しかし、疾患の重症度や病変の発生部位によりさまざまな症状を示すことがあります。
▸診断
慢性腸症はさまざまな要因が複雑にかかわっているため、診断・治療には多くの検査、時間が必要になります。慢性腸症を診断するうえでまず行わなければならないのは、現在起こっている慢性消化器症状の原因となりうる他の鑑別疾患を除外することです。

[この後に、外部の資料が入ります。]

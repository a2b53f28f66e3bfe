use filetime::{set_file_mtime, FileTime};
use finddup::duplicates::{Analysis, DuplicateFinder, FinderConfig, GroupKind};
use finddup::progress::ProgressCallback;
use finddup::scanner::UnprocessedReason;
use std::fs::{self, File};
use std::io::Write;
use std::path::{Path, PathBuf};
use std::sync::Arc;
use tempfile::tempdir;

fn analyze(root: &Path) -> Analysis {
    DuplicateFinder::with_defaults()
        .analyze_paths(&[root.to_path_buf()])
        .unwrap()
}

/// Runs an action on each file when the named phase starts.
///
/// `"comparing"` fires after cataloging and before any byte is read;
/// `"verifying"` fires after resolution and before the re-stat.
struct AtPhaseStart<F: Fn(&Path) + Send + Sync> {
    phase: &'static str,
    paths: Vec<PathBuf>,
    action: F,
}

impl<F: Fn(&Path) + Send + Sync> ProgressCallback for AtPhaseStart<F> {
    fn on_phase_start(&self, phase: &str, _total: usize) {
        if phase == self.phase {
            for path in &self.paths {
                (self.action)(path);
            }
        }
    }
    fn on_progress(&self, _current: usize, _path: &str) {}
    fn on_phase_end(&self, _phase: &str) {}
}

#[test]
fn test_same_bytes_different_names() {
    let dir = tempdir().unwrap();
    let a = dir.path().join("A");
    let b = dir.path().join("B");
    fs::create_dir(&a).unwrap();
    fs::create_dir(&b).unwrap();
    fs::write(a.join("fileX"), "hello").unwrap();
    fs::write(b.join("fileY"), "hello").unwrap();

    let analysis = DuplicateFinder::with_defaults()
        .analyze_paths(&[a.clone(), b.clone()])
        .unwrap();

    let groups = analysis.duplicate_groups();
    let file_group = groups.iter().find(|g| g.kind == GroupKind::File).unwrap();
    assert_eq!(file_group.members, vec![a.join("fileX"), b.join("fileY")]);

    let dir_group = groups
        .iter()
        .find(|g| g.kind == GroupKind::Directory)
        .unwrap();
    assert_eq!(dir_group.members, vec![a, b]);
    assert!(analysis.files.unique.is_empty());
    assert!(analysis.directories.unknown.is_empty());
}

#[test]
fn test_early_difference_resolved_in_first_pass() {
    let dir = tempdir().unwrap();
    let mut one = vec![b'x'; 4096];
    let mut two = one.clone();
    one[10] = b'1';
    two[10] = b'2';
    fs::write(dir.path().join("one.bin"), &one).unwrap();
    fs::write(dir.path().join("two.bin"), &two).unwrap();

    let analysis = analyze(dir.path());

    assert_eq!(analysis.files.unique.len(), 2);
    assert!(analysis.files.duplicates.is_empty());
    assert_eq!(analysis.summary.max_passes, 1);
    // Only the first 256-byte chunk of each file.
    assert_eq!(analysis.summary.bytes_read, 512);
}

#[test]
fn test_late_difference_needs_more_passes() {
    let dir = tempdir().unwrap();
    let mut one = vec![b'x'; 100_000];
    let mut two = one.clone();
    one[99_999] = b'1';
    two[99_999] = b'2';
    fs::write(dir.path().join("one.bin"), &one).unwrap();
    fs::write(dir.path().join("two.bin"), &two).unwrap();

    let analysis = analyze(dir.path());

    assert_eq!(analysis.files.unique.len(), 2);
    assert!(analysis.summary.max_passes >= 2);
    assert_eq!(analysis.summary.bytes_read, 200_000);
}

#[test]
fn test_ignored_file_does_not_break_directory_match() {
    let dir = tempdir().unwrap();
    let c = dir.path().join("C");
    let d = dir.path().join("D");
    fs::create_dir(&c).unwrap();
    fs::create_dir(&d).unwrap();
    fs::write(c.join("photo.jpg"), "pixels").unwrap();
    fs::write(d.join("photo.jpg"), "pixels").unwrap();
    fs::write(c.join(".DS_Store"), "finder junk").unwrap();

    let analysis = analyze(dir.path());

    assert_eq!(analysis.directories.duplicates.len(), 1);
    assert_eq!(analysis.directories.duplicates[0].members, vec![c.clone(), d]);
    assert!(analysis
        .unprocessed
        .iter()
        .any(|r| r.path == c.join(".DS_Store") && r.reason == UnprocessedReason::Ignored));
}

#[test]
fn test_modified_file_is_invalidated() {
    let dir = tempdir().unwrap();
    let sub = dir.path().join("sub");
    fs::create_dir(&sub).unwrap();
    let touched = sub.join("a.txt");
    let other = dir.path().join("b.txt");
    fs::write(&touched, "same").unwrap();
    fs::write(&other, "same").unwrap();

    let callback = Arc::new(AtPhaseStart {
        phase: "verifying",
        paths: vec![touched.clone()],
        action: |path: &Path| {
            set_file_mtime(path, FileTime::from_unix_time(1_000_000, 0)).unwrap();
        },
    });
    let finder = DuplicateFinder::new(FinderConfig::default().with_progress_callback(callback));
    let analysis = finder.analyze_paths(&[dir.path().to_path_buf()]).unwrap();

    // The group dissolved; the untouched copy is now unique.
    assert!(analysis.files.duplicates.is_empty());
    assert!(analysis.files.unique.contains(&other));
    assert!(!analysis.files.unique.contains(&touched));

    let changed: Vec<_> = analysis
        .unprocessed
        .iter()
        .filter(|r| r.reason == UnprocessedReason::Changed)
        .collect();
    assert_eq!(changed.len(), 1);
    assert_eq!(changed[0].path, touched);

    assert!(analysis.directories.unknown.contains(&sub));
    assert!(analysis.directories.unknown.contains(dir.path()));
    assert_eq!(analysis.summary.invalidated, 1);
}

#[test]
fn test_vanished_file_poisons_ancestors() {
    let dir = tempdir().unwrap();
    let p = dir.path().join("outer").join("P");
    let q = dir.path().join("Q");
    fs::create_dir_all(&p).unwrap();
    fs::create_dir(&q).unwrap();
    for base in [&p, &q] {
        fs::write(base.join("x"), "xxxx").unwrap();
        fs::write(base.join("y"), "yyyyyy").unwrap();
    }

    let gone = p.join("x");
    let callback = Arc::new(AtPhaseStart {
        phase: "verifying",
        paths: vec![gone.clone()],
        action: |path: &Path| fs::remove_file(path).unwrap(),
    });
    let finder = DuplicateFinder::new(FinderConfig::default().with_progress_callback(callback));
    let analysis = finder.analyze_paths(&[dir.path().to_path_buf()]).unwrap();

    assert!(analysis.directories.duplicates.is_empty());
    assert!(analysis.directories.unknown.contains(&p));
    assert!(analysis.directories.unknown.contains(&dir.path().join("outer")));
    assert!(analysis.directories.unknown.contains(dir.path()));
    assert!(analysis.directories.unique.contains(&q));
    assert!(analysis
        .unprocessed
        .iter()
        .any(|r| r.path == gone && r.reason == UnprocessedReason::Unreadable));
}

#[test]
fn test_read_failure_during_comparison_poisons_ancestors() {
    let dir = tempdir().unwrap();
    let sub = dir.path().join("sub");
    fs::create_dir(&sub).unwrap();
    let gone = sub.join("gone.txt");
    let sibling = sub.join("kept.txt");
    fs::write(&gone, "twin").unwrap();
    fs::write(&sibling, "twin").unwrap();
    let elsewhere = dir.path().join("Q");
    fs::create_dir(&elsewhere).unwrap();
    fs::write(elsewhere.join("solo"), "something longer").unwrap();

    let callback = Arc::new(AtPhaseStart {
        phase: "comparing",
        paths: vec![gone.clone()],
        action: |path: &Path| fs::remove_file(path).unwrap(),
    });
    let finder = DuplicateFinder::new(FinderConfig::default().with_progress_callback(callback));
    let analysis = finder.analyze_paths(&[dir.path().to_path_buf()]).unwrap();

    assert!(analysis
        .unprocessed
        .iter()
        .any(|r| r.path == gone && r.reason == UnprocessedReason::Unreadable));
    assert!(analysis.files.unique.contains(&sibling));
    assert!(analysis.files.duplicates.is_empty());
    assert!(analysis.directories.unknown.contains(&sub));
    assert!(analysis.directories.unknown.contains(dir.path()));
    assert!(analysis.directories.unique.contains(&elsewhere));
    // Resolution failures are not counted as invalidations.
    assert_eq!(analysis.summary.invalidated, 0);
}

#[test]
fn test_unique_sizes_open_nothing() {
    let dir = tempdir().unwrap();
    for (i, len) in [1usize, 10, 100, 1000].iter().enumerate() {
        fs::write(dir.path().join(format!("f{i}")), vec![b'z'; *len]).unwrap();
    }

    let analysis = analyze(dir.path());

    assert_eq!(analysis.files.unique.len(), 4);
    assert_eq!(analysis.summary.file_opens, 0);
    assert_eq!(analysis.summary.size_buckets, 4);
}

#[test]
fn test_rerun_is_idempotent() {
    let dir = tempdir().unwrap();
    let nested = dir.path().join("a").join("b");
    fs::create_dir_all(&nested).unwrap();
    fs::write(nested.join("1"), "one").unwrap();
    fs::write(dir.path().join("a").join("2"), "one").unwrap();
    fs::write(dir.path().join("3"), "three").unwrap();
    fs::write(dir.path().join("4"), "four!").unwrap();

    let first = analyze(dir.path());
    let second = analyze(dir.path());

    assert_eq!(first.files, second.files);
    assert_eq!(first.directories, second.directories);
    assert_eq!(first.unprocessed, second.unprocessed);
    assert_eq!(first.summary.content_ids, second.summary.content_ids);
}

#[test]
fn test_identical_trees_nested() {
    let dir = tempdir().unwrap();
    for top in ["left", "right"] {
        let deep = dir.path().join(top).join("docs").join("2024");
        fs::create_dir_all(&deep).unwrap();
        fs::write(deep.join("report.txt"), "quarterly numbers").unwrap();
        fs::write(dir.path().join(top).join("readme"), "read me").unwrap();
    }

    let analysis = analyze(dir.path());

    let dir_groups = &analysis.directories.duplicates;
    assert!(dir_groups
        .iter()
        .any(|g| g.members == vec![dir.path().join("left"), dir.path().join("right")]));
    assert!(dir_groups.iter().any(|g| g.members
        == vec![
            dir.path().join("left").join("docs"),
            dir.path().join("right").join("docs")
        ]));
}

#[test]
fn test_tight_handle_ceiling_still_resolves() {
    let dir = tempdir().unwrap();
    let body = vec![b'q'; 3000];
    for i in 0..5 {
        File::create(dir.path().join(format!("copy{i}")))
            .unwrap()
            .write_all(&body)
            .unwrap();
    }
    let mut odd = body.clone();
    odd[2999] = b'!';
    fs::write(dir.path().join("odd"), &odd).unwrap();

    let finder = DuplicateFinder::new(
        FinderConfig::default()
            .with_io_threads(1)
            .with_max_open_files(2)
            .with_chunk_sizes(16, 1, 64),
    );
    let analysis = finder.analyze_paths(&[dir.path().to_path_buf()]).unwrap();

    assert_eq!(analysis.files.duplicates.len(), 1);
    assert_eq!(analysis.files.duplicates[0].len(), 5);
    assert!(analysis.files.unique.contains(&dir.path().join("odd")));
    assert!(analysis.summary.max_passes > 1);
}

#[test]
fn test_parallel_workers_match_serial() {
    let dir = tempdir().unwrap();
    for i in 0..40 {
        let body = format!("content-{}", i % 7).repeat(i % 5 + 1);
        fs::write(dir.path().join(format!("f{i:02}")), body).unwrap();
    }

    let serial = DuplicateFinder::new(FinderConfig::default().with_io_threads(1))
        .analyze_paths(&[dir.path().to_path_buf()])
        .unwrap();
    let parallel = DuplicateFinder::new(FinderConfig::default().with_io_threads(8))
        .analyze_paths(&[dir.path().to_path_buf()])
        .unwrap();

    assert_eq!(serial.files, parallel.files);
    assert_eq!(serial.directories, parallel.directories);
}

問診、身体検査、血液検査、糞便検査、尿検査、胸腹部X線検査、腹部超音波検査など一般検査によって感染、異物、腫瘍、消化管以外の疾患(肝胆道系疾患、膵疾患、腎疾患、内分泌疾患など)を除外します。慢性腸症と疑われた場合、試験的治療や内視鏡検査および病理学的検査などを実施していくことになります。
マミちゃんのケース (消化管内腫瘍疑い)
最初に行った病院で、ひどい嘔吐のため診察を受け、消化管内異物の疑いもあり、転院。次の病院でも消化管内異物の疑いで継続治療しましたが改善がなく、内視鏡での異物摘出依頼で、その病院からの紹介で来院されました。嘔吐も激しく、レントゲン写真では、多量のガスが見られ、内視鏡検査も行いましたが、異物は発見されませんでした。ただ、胃の入り口の所にひどく腫れている部分があり、腫瘍の疑いもあったので、十二指腸から胃の内部まで数カ所バイオプシーを行いました。念のため、小腸から結腸にかけては、造影検査を行いました。
幸い組織の検査結果、造影検査ともに問題はありませんでした。数日の入院治療により、元気に退院しました。 紹介の先生も、一緒に喜んでくれたそうです。

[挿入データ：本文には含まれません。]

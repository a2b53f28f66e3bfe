//! Post-resolution change detection.
//!
//! Resolution can take a long time on large trees. Before directories are
//! fingerprinted, every resolved file is stat'ed again; a file whose
//! modification time or length no longer matches the catalog is pulled
//! out of its classification and its tree leaf is reset, so its ancestors
//! end up unknown.

use std::fs;
use std::sync::atomic::{AtomicBool, Ordering};
use std::sync::Arc;
use std::time::SystemTime;

use super::FileClassification;
use crate::progress::ProgressCallback;
use crate::scanner::{Catalog, FileRecord, ScanError, UnprocessedReason, UnprocessedRecord};

/// Compare a record against a fresh no-follow stat.
///
/// Returns `None` if the file is unchanged, a `changed` record if its
/// mtime, length or type differ, and an `unreadable` record if it can no
/// longer be stat'ed.
#[must_use]
pub fn check_file(record: &FileRecord) -> Option<UnprocessedRecord> {
    let metadata = match fs::symlink_metadata(&record.path) {
        Ok(m) => m,
        Err(e) => return Some(UnprocessedRecord::unreadable(record.path.clone(), &e)),
    };

    let detail = if !metadata.is_file() {
        "no longer a regular file"
    } else if metadata.len() != record.size {
        "size changed during scan"
    } else if metadata.modified().unwrap_or(SystemTime::UNIX_EPOCH) != record.modified {
        "modified during scan"
    } else {
        return None;
    };

    Some(UnprocessedRecord {
        path: record.path.clone(),
        reason: UnprocessedReason::Changed,
        detail: Some(detail.to_string()),
    })
}

/// Re-stats resolved files and invalidates the ones that changed.
pub struct ChangeDetector {
    shutdown_flag: Option<Arc<AtomicBool>>,
    progress_callback: Option<Arc<dyn ProgressCallback>>,
}

impl std::fmt::Debug for ChangeDetector {
    fn fmt(&self, f: &mut std::fmt::Formatter<'_>) -> std::fmt::Result {
        f.debug_struct("ChangeDetector")
            .field("shutdown_flag", &self.shutdown_flag)
            .field(
                "progress_callback",
                &self.progress_callback.as_ref().map(|_| "<callback>"),
            )
            .finish()
    }
}

impl Default for ChangeDetector {
    fn default() -> Self {
        Self::new()
    }
}

impl ChangeDetector {
    /// Create a detector.
    #[must_use]
    pub fn new() -> Self {
        Self {
            shutdown_flag: None,
            progress_callback: None,
        }
    }

    /// Set the shutdown flag for graceful termination.
    #[must_use]
    pub fn with_shutdown_flag(mut self, flag: Arc<AtomicBool>) -> Self {
        self.shutdown_flag = Some(flag);
        self
    }

    /// Set the progress callback.
    #[must_use]
    pub fn with_progress_callback(mut self, callback: Arc<dyn ProgressCallback>) -> Self {
        self.progress_callback = Some(callback);
        self
    }

    fn is_shutdown_requested(&self) -> bool {
        self.shutdown_flag
            .as_ref()
            .is_some_and(|f| f.load(Ordering::SeqCst))
    }

    /// Find resolved files that changed since they were cataloged.
    ///
    /// Files that never got a content id were already reported by the
    /// catalog or the resolver and are skipped.
    ///
    /// # Errors
    ///
    /// Returns [`ScanError::Interrupted`] on shutdown.
    pub fn detect(&self, catalog: &Catalog) -> Result<Vec<UnprocessedRecord>, ScanError> {
        let resolved: Vec<&FileRecord> = catalog
            .records
            .values()
            .filter(|r| r.content_id.is_some())
            .collect();

        if let Some(ref callback) = self.progress_callback {
            callback.on_phase_start("verifying", resolved.len());
        }

        let mut invalid = Vec::new();
        for (idx, record) in resolved.into_iter().enumerate() {
            if self.is_shutdown_requested() {
                return Err(ScanError::Interrupted);
            }
            if let Some(ref callback) = self.progress_callback {
                callback.on_progress(idx + 1, record.path.to_string_lossy().as_ref());
            }
            if let Some(found) = check_file(record) {
                log::debug!(
                    "Invalidating {} ({})",
                    found.path.display(),
                    found.detail.as_deref().unwrap_or("unknown")
                );
                invalid.push(found);
            }
        }

        if let Some(ref callback) = self.progress_callback {
            callback.on_phase_end("verifying");
        }

        Ok(invalid)
    }

    /// Apply invalidations to the classification and the catalog.
    ///
    /// Each file is dropped from its class, loses its content id, has its
    /// tree leaf reset to unresolved and is added to the unprocessed list.
    pub fn apply(
        &self,
        invalid: Vec<UnprocessedRecord>,
        files: &mut FileClassification,
        catalog: &mut Catalog,
    ) {
        for record in invalid {
            files.invalidate(&record.path);
            catalog.record_unprocessed(record);
        }
    }

    /// Detect and apply in one step. Returns the number of invalidated files.
    ///
    /// # Errors
    ///
    /// Returns [`ScanError::Interrupted`] on shutdown.
    pub fn run(
        &self,
        files: &mut FileClassification,
        catalog: &mut Catalog,
    ) -> Result<usize, ScanError> {
        let invalid = self.detect(catalog)?;
        let count = invalid.len();
        if count > 0 {
            log::info!("{} files changed during the scan", count);
        }
        self.apply(invalid, files, catalog);
        Ok(count)
    }
}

チーちゃんのケース(内視鏡検査 胸腔内リンパ節の腫瘍化)
他院より、「バリウム造影検査において、食道に何か詰まっているので、内視鏡検査をお願いしたい。」と紹介されました。
当院におけるレントゲン検査で、胸水を認め、胸腔内の腫瘍が疑われましたが、食道内にもバリウムがはっきり残っているため、飼い主様の希望により内視鏡検査を行いました。

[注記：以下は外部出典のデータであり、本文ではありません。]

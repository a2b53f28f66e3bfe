//! Progressive, memory-bounded byte comparison of one size bucket.
//!
//! # Overview
//!
//! Files of equal length are compared directly, chunk by chunk, instead of
//! being hashed. Each pass reads the next chunk of every member of every
//! pending comparison group and splits the group by the bytes just read:
//!
//! 1. The first pass reads a small chunk (256 bytes by default), which is
//!    enough to tell most non-duplicates apart.
//! 2. A sub-group of one is unique.
//! 3. A larger sub-group whose members hit end-of-file is a duplicate set.
//! 4. Anything else is carried into the next pass at a larger offset.
//!
//! The chunk size of every later pass is `memory_budget / cardinality` of
//! the largest pending group, clamped to `max_chunk_size`. When that falls
//! below `min_chunk_size` the run fails with
//! [`ResolveError::BudgetExceeded`].
//!
//! # Handles
//!
//! A group small enough to fit under the open-handle ceiling keeps its
//! members open across passes and reads them sequentially. Larger groups
//! reopen and seek every member on every pass, holding one handle at a
//! time; when every slot is taken by held handles, one of them is closed
//! first. Handles are owned by the group; whatever way `resolve` returns,
//! they are closed on drop.
//!
//! # Example
//!
//! ```no_run
//! use finddup::duplicates::{DuplicateResolver, ResolverConfig};
//! use std::path::PathBuf;
//!
//! let resolver = DuplicateResolver::new(ResolverConfig::default());
//! let outcome = resolver
//!     .resolve(5, vec![PathBuf::from("/a/x"), PathBuf::from("/b/y")])
//!     .unwrap();
//! println!("{} duplicate sets", outcome.duplicates.len());
//! ```

use std::collections::VecDeque;
use std::fs::File;
use std::io::{self, Read, Seek, SeekFrom};
use std::path::PathBuf;
use std::sync::atomic::{AtomicBool, Ordering};
use std::sync::Arc;

use crate::scanner::UnprocessedRecord;

/// Default chunk size of the first pass.
pub const DEFAULT_FIRST_CHUNK: usize = 256;

/// Default smallest chunk a later pass may use.
pub const DEFAULT_MIN_CHUNK: usize = 5;

/// Default largest chunk a later pass may use.
pub const DEFAULT_MAX_CHUNK: usize = 1024 * 1024;

/// Limits for resolving one bucket.
///
/// These are per-worker limits: when several buckets are resolved at once,
/// the caller divides the global budget between workers.
#[derive(Debug, Clone, PartialEq, Eq)]
pub struct ResolverConfig {
    /// Bytes of chunk buffers one pass may hold
    pub memory_budget: u64,
    /// Handles that may be open at the same time
    pub max_open_files: usize,
    /// Chunk size of the first pass
    pub first_chunk_size: usize,
    /// Smallest viable chunk of a later pass
    pub min_chunk_size: usize,
    /// Largest chunk of a later pass
    pub max_chunk_size: usize,
}

impl Default for ResolverConfig {
    fn default() -> Self {
        Self {
            memory_budget: 1024 * 1024 * 1024,
            max_open_files: 128,
            first_chunk_size: DEFAULT_FIRST_CHUNK,
            min_chunk_size: DEFAULT_MIN_CHUNK,
            max_chunk_size: DEFAULT_MAX_CHUNK,
        }
    }
}

impl ResolverConfig {
    /// Set the memory budget.
    #[must_use]
    pub fn with_memory_budget(mut self, bytes: u64) -> Self {
        self.memory_budget = bytes;
        self
    }

    /// Set the open-handle ceiling (at least 1).
    #[must_use]
    pub fn with_max_open_files(mut self, count: usize) -> Self {
        self.max_open_files = count.max(1);
        self
    }

    /// Set the chunk sizes; the minimum is at least 1 byte.
    #[must_use]
    pub fn with_chunk_sizes(mut self, first: usize, min: usize, max: usize) -> Self {
        self.min_chunk_size = min.max(1);
        self.first_chunk_size = first.max(self.min_chunk_size);
        self.max_chunk_size = max.max(self.min_chunk_size);
        self
    }

    /// Split global limits evenly across `workers` concurrent resolvers.
    #[must_use]
    pub fn per_worker(mut self, workers: usize) -> Self {
        let workers = workers.max(1);
        self.memory_budget = (self.memory_budget / workers as u64).max(1);
        self.max_open_files = (self.max_open_files / workers).max(1);
        self
    }
}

内視鏡検査では異物は認めず、食道が胸腔側から圧迫を受け、狭くなっていました。
細胞診断検査において悪性リンパ腫と診断されました。胸腔内のリンパ節の腫瘍化により食道が圧迫され、飲食物の不通過が症状を引き起こしていたものと考えられます。 今のところ抗癌剤を使わない内科治療での改善を希望されています。
マイロちゃんのケース (髄外性形質細胞腫)
最近食欲がなく、体重が減ってきたため他院で検査をしてもらうと肝臓、腎臓、十二指腸に腫瘤があると言われ、セカンドオピニオンで来院されました。
CT検査を行ったところ、胃、腎臓、肝臓、腹腔内リンパ節に腫瘤があり、さらに内視鏡検査行いました。
検査の結果、転移はあるものの、抗がん剤が効く腫瘍だったことがわかり、通院しながら抗がん治療を行っています。